Source records section start

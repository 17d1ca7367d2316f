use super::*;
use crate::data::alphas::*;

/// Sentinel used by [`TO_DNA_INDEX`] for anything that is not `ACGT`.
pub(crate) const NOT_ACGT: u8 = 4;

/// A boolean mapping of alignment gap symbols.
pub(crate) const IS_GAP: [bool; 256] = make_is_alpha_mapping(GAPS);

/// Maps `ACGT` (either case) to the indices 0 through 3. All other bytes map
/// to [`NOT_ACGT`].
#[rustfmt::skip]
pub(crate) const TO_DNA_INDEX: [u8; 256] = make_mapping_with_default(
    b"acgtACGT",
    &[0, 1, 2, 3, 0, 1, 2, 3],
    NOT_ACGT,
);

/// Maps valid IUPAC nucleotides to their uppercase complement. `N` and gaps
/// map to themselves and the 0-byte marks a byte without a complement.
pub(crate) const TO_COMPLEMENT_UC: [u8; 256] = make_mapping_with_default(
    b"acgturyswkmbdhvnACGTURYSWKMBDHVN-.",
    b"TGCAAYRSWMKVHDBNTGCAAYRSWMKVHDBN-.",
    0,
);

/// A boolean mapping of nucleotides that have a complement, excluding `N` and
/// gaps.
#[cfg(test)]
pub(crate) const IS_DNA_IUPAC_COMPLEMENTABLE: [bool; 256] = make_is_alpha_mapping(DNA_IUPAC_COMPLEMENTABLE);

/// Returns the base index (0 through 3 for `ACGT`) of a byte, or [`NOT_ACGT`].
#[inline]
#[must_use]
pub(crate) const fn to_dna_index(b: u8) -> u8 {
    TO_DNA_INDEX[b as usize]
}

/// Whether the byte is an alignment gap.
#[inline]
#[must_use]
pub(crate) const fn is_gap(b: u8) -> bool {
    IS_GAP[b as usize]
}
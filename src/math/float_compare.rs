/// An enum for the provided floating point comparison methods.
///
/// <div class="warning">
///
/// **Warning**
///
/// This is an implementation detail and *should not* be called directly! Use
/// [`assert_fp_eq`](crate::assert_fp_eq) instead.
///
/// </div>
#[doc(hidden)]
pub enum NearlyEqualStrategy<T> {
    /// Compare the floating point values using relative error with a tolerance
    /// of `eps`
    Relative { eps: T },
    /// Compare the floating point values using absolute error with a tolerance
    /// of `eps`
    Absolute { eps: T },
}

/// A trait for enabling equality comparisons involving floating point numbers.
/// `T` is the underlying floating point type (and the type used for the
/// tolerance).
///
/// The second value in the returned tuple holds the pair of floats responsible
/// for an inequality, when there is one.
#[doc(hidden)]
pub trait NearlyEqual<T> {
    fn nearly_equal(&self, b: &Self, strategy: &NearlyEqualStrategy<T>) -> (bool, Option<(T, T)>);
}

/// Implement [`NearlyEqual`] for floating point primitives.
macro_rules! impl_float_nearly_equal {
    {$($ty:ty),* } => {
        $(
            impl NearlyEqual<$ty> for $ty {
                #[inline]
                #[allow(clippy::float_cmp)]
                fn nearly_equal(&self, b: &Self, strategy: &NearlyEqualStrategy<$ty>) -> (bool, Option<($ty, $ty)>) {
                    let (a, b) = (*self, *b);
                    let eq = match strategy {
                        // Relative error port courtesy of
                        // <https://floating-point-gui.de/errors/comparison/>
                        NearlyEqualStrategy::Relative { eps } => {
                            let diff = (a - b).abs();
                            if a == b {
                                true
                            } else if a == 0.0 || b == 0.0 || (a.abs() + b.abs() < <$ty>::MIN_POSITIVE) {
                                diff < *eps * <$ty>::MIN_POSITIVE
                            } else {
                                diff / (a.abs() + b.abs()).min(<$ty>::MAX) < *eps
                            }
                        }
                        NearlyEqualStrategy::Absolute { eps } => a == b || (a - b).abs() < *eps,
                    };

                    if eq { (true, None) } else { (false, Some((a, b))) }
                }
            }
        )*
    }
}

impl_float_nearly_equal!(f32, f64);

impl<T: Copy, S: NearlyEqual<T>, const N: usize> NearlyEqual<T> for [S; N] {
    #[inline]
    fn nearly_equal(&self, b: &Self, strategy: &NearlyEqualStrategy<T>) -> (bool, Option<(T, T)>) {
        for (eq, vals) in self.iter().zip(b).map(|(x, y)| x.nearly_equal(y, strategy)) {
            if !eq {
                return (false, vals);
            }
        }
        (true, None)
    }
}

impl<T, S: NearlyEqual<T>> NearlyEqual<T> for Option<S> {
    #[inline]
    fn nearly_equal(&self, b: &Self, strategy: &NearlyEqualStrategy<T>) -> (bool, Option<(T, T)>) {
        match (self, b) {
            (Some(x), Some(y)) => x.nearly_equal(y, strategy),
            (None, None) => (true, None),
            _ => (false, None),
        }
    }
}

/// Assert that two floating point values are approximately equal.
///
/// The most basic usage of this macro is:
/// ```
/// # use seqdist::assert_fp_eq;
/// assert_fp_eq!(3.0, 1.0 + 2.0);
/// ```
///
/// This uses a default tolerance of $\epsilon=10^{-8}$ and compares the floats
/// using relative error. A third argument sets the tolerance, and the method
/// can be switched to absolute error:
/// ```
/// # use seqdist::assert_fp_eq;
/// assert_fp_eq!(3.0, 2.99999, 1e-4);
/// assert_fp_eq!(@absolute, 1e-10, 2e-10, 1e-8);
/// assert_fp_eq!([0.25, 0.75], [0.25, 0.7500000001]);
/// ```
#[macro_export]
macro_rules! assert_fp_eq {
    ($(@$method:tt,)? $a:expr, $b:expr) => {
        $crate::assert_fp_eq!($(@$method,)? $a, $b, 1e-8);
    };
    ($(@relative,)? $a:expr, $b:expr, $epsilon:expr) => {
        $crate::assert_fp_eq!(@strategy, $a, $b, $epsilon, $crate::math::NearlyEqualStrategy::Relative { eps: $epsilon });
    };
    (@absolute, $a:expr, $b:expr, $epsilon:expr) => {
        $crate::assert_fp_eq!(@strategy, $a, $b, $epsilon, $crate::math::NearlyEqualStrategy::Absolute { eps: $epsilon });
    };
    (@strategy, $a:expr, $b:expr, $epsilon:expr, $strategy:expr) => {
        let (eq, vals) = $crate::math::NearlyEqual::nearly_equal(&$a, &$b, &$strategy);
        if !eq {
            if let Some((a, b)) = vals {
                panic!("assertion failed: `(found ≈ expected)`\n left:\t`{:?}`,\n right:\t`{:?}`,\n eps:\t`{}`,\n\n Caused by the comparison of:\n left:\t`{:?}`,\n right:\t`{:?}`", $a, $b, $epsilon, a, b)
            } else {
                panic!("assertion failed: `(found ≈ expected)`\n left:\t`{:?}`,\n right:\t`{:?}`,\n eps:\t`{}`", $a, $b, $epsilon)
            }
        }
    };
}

Source records section end

Give back exactly the lines from the first line of the records through the line holding "an alignment gap.", including both of those lines and leaving out all others.

» Result for this task
repository 17d1ca7367d2316f
use super::*;
use crate::data::alphas::*;

/// Sentinel used by [`TO_DNA_INDEX`] for anything that is not `ACGT`.
pub(crate) const NOT_ACGT: u8 = 4;

/// A boolean mapping of alignment gap symbols.
pub(crate) const IS_GAP: [bool; 256] = make_is_alpha_mapping(GAPS);

/// Maps `ACGT` (either case) to the indices 0 through 3. All other bytes map
/// to [`NOT_ACGT`].
#[rustfmt::skip]
pub(crate) const TO_DNA_INDEX: [u8; 256] = make_mapping_with_default(
    b"acgtACGT",
    &[0, 1, 2, 3, 0, 1, 2, 3],
    NOT_ACGT,
);

/// Maps valid IUPAC nucleotides to their uppercase complement. `N` and gaps
/// map to themselves and the 0-byte marks a byte without a complement.
pub(crate) const TO_COMPLEMENT_UC: [u8; 256] = make_mapping_with_default(
    b"acgturyswkmbdhvnACGTURYSWKMBDHVN-.",
    b"TGCAAYRSWMKVHDBNTGCAAYRSWMKVHDBN-.",
    0,
);

/// A boolean mapping of nucleotides that have a complement, excluding `N` and
/// gaps.
#[cfg(test)]
pub(crate) const IS_DNA_IUPAC_COMPLEMENTABLE: [bool; 256] = make_is_alpha_mapping(DNA_IUPAC_COMPLEMENTABLE);

/// Returns the base index (0 through 3 for `ACGT`) of a byte, or [`NOT_ACGT`].
#[inline]
#[must_use]
pub(crate) const fn to_dna_index(b: u8) -> u8 {
    TO_DNA_INDEX[b as usize]
}

/// Whether the byte is an alignment gap.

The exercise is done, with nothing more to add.